▶ **Work instructions**: Restate word for word the lines of the entries below, starting with the line that holds "moving the cursor." and ending with the line that holds "let mut printed = false;", and no others.

-- Record excerpts follows --

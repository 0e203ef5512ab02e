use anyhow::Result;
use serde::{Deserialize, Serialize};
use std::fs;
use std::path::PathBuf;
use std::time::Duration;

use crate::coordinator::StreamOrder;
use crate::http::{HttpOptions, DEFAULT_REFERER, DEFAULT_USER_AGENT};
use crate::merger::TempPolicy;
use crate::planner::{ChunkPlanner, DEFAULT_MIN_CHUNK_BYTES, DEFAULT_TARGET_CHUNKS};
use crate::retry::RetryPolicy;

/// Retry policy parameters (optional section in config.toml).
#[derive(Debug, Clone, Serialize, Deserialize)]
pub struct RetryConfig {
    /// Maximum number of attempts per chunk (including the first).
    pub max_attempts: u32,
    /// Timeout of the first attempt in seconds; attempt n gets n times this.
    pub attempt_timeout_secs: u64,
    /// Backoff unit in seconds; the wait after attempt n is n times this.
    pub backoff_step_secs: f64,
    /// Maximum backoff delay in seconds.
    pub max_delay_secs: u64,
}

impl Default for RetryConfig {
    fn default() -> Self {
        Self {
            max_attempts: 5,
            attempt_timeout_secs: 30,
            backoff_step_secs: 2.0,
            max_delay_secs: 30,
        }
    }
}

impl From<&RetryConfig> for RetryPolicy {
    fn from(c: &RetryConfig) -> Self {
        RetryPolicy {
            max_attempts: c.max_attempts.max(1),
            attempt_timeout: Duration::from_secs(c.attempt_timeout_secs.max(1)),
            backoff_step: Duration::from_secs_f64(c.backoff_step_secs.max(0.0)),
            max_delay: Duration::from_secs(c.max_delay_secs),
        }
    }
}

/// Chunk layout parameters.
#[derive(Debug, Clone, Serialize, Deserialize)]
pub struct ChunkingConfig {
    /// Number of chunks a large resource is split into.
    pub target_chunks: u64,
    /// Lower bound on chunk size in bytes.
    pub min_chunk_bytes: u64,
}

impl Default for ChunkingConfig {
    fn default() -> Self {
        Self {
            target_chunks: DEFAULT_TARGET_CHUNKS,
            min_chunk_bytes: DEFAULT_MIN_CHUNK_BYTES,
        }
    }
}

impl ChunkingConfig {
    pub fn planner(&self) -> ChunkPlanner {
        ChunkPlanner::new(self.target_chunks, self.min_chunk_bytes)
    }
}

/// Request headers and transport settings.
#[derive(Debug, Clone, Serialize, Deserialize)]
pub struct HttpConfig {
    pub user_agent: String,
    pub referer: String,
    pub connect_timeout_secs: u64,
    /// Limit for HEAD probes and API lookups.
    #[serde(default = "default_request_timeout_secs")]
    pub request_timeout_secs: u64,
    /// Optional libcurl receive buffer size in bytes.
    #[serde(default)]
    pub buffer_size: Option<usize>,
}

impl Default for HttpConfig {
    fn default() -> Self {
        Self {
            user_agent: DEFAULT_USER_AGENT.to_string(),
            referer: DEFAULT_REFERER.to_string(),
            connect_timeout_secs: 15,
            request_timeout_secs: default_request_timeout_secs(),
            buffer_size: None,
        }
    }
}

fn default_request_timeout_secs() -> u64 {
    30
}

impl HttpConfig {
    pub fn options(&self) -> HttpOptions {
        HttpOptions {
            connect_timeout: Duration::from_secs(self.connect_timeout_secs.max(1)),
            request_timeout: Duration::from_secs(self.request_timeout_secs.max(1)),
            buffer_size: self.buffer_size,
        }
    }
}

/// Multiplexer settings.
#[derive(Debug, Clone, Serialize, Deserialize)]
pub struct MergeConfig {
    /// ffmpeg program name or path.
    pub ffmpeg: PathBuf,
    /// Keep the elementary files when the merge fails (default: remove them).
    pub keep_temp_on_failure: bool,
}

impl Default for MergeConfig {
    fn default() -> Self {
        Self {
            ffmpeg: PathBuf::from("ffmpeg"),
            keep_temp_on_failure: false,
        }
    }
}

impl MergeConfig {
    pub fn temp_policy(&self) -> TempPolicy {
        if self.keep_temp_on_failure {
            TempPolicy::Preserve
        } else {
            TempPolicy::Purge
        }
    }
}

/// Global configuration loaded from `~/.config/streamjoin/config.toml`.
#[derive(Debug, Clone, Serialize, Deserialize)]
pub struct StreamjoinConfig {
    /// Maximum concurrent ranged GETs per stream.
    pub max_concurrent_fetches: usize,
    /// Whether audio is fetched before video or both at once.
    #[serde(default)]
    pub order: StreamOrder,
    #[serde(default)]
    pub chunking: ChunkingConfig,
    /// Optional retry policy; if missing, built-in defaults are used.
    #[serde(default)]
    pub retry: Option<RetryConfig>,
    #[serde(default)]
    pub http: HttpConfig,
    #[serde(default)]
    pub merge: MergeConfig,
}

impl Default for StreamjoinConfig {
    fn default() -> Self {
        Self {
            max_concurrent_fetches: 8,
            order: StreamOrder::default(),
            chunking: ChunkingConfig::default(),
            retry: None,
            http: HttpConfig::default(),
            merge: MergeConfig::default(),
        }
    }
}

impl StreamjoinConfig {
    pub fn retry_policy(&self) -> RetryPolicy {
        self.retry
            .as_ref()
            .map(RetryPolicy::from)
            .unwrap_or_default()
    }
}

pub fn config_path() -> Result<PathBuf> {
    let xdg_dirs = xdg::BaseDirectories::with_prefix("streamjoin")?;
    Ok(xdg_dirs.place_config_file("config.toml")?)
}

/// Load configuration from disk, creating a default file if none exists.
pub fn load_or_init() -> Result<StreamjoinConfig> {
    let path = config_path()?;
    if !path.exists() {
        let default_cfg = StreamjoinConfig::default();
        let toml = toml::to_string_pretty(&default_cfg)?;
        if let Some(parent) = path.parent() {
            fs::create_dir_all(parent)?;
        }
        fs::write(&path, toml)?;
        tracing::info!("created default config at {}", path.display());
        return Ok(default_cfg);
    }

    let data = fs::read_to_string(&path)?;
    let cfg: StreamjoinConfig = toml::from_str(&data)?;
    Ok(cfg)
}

-- Record excerpts concluded --
-- Record excerpts follows --

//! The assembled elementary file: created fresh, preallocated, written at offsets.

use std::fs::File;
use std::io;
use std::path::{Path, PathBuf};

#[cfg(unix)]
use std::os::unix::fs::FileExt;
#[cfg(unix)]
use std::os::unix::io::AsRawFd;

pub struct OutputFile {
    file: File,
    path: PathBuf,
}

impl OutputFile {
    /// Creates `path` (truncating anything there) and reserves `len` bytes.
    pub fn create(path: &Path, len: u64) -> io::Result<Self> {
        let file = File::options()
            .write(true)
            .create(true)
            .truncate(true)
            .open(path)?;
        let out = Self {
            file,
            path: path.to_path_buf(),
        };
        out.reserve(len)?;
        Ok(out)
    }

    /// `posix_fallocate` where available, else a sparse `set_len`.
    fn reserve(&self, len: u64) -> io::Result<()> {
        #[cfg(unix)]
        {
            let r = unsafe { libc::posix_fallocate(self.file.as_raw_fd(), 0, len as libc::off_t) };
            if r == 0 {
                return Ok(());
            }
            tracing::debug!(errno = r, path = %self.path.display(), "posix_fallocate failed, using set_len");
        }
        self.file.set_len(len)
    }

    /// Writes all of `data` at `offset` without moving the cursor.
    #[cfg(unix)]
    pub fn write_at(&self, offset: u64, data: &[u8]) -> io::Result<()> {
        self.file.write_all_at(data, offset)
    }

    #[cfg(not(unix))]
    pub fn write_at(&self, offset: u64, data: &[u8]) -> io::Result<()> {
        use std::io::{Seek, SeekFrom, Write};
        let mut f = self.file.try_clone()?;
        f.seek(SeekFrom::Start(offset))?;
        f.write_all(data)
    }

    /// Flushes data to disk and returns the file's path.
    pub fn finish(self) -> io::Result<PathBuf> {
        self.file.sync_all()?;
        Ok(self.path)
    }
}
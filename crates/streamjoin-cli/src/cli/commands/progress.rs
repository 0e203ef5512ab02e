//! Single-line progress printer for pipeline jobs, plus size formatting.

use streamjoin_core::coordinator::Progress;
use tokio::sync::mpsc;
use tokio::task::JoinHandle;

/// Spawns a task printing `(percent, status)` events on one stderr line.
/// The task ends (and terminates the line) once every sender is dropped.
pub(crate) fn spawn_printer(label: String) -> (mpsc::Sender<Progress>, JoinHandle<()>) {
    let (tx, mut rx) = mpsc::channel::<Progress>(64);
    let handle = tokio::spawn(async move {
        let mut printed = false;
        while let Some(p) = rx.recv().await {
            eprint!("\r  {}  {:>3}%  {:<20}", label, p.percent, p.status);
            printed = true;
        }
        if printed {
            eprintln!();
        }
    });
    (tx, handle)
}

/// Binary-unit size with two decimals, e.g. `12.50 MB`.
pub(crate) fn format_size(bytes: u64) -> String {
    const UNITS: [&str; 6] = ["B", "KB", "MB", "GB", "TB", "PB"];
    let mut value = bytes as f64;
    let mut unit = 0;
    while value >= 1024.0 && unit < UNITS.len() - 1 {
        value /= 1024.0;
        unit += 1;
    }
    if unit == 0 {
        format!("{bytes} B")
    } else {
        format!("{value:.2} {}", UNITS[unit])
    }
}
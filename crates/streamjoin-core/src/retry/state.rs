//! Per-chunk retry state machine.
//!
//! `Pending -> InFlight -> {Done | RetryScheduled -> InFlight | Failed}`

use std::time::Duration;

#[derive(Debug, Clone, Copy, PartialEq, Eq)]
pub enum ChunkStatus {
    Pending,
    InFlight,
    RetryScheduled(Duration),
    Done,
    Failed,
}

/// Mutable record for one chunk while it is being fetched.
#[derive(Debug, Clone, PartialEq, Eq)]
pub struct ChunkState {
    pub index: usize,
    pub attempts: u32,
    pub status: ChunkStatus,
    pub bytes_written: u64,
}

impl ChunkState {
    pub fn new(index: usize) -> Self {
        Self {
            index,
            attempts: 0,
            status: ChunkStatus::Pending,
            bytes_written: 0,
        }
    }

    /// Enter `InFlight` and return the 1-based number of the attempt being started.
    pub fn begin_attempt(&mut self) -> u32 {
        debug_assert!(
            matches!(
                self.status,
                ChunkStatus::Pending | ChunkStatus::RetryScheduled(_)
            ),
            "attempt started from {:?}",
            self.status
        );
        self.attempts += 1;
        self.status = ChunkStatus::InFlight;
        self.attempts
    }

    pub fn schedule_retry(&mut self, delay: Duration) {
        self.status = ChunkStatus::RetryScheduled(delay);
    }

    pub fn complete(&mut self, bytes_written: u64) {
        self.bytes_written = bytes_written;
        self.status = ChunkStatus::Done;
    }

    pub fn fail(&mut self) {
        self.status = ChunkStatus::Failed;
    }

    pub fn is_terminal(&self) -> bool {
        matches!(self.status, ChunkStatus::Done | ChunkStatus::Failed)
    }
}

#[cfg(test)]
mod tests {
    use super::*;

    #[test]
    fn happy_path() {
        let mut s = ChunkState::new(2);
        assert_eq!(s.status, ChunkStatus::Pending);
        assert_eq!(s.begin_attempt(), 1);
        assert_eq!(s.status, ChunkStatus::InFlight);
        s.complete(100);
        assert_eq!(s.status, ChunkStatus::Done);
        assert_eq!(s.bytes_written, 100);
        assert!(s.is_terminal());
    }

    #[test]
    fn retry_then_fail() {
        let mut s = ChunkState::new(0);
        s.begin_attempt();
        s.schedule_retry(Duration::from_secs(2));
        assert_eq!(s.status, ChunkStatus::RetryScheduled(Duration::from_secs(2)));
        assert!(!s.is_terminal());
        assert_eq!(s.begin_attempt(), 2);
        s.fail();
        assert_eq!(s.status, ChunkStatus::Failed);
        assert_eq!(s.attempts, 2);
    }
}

-- Record excerpts concluded --

▶ **Reply**:
    /// Writes all of `data` at `offset` without moving the cursor.
    #[cfg(unix)]
    pub fn write_at(&self, offset: u64, data: &[u8]) -> io::Result<()> {
        self.file.write_all_at(data, offset)
    }

    #[cfg(not(unix))]
    pub fn write_at(&self, offset: u64, data: &[u8]) -> io::Result<()> {
        use std::io::{Seek, SeekFrom, Write};
        let mut f = self.file.try_clone()?;
        f.seek(SeekFrom::Start(offset))?;
        f.write_all(data)
    }

    /// Flushes data to disk and returns the file's path.
    pub fn finish(self) -> io::Result<PathBuf> {
        self.file.sync_all()?;
        Ok(self.path)
    }
}
filename crates/streamjoin-cli/src/cli/commands/progress.rs
repository 0e203ef5512ab02e
//! Single-line progress printer for pipeline jobs, plus size formatting.

use streamjoin_core::coordinator::Progress;
use tokio::sync::mpsc;
use tokio::task::JoinHandle;

/// Spawns a task printing `(percent, status)` events on one stderr line.
/// The task ends (and terminates the line) once every sender is dropped.
pub(crate) fn spawn_printer(label: String) -> (mpsc::Sender<Progress>, JoinHandle<()>) {
    let (tx, mut rx) = mpsc::channel::<Progress>(64);
    let handle = tokio::spawn(async move {
        let mut printed = false;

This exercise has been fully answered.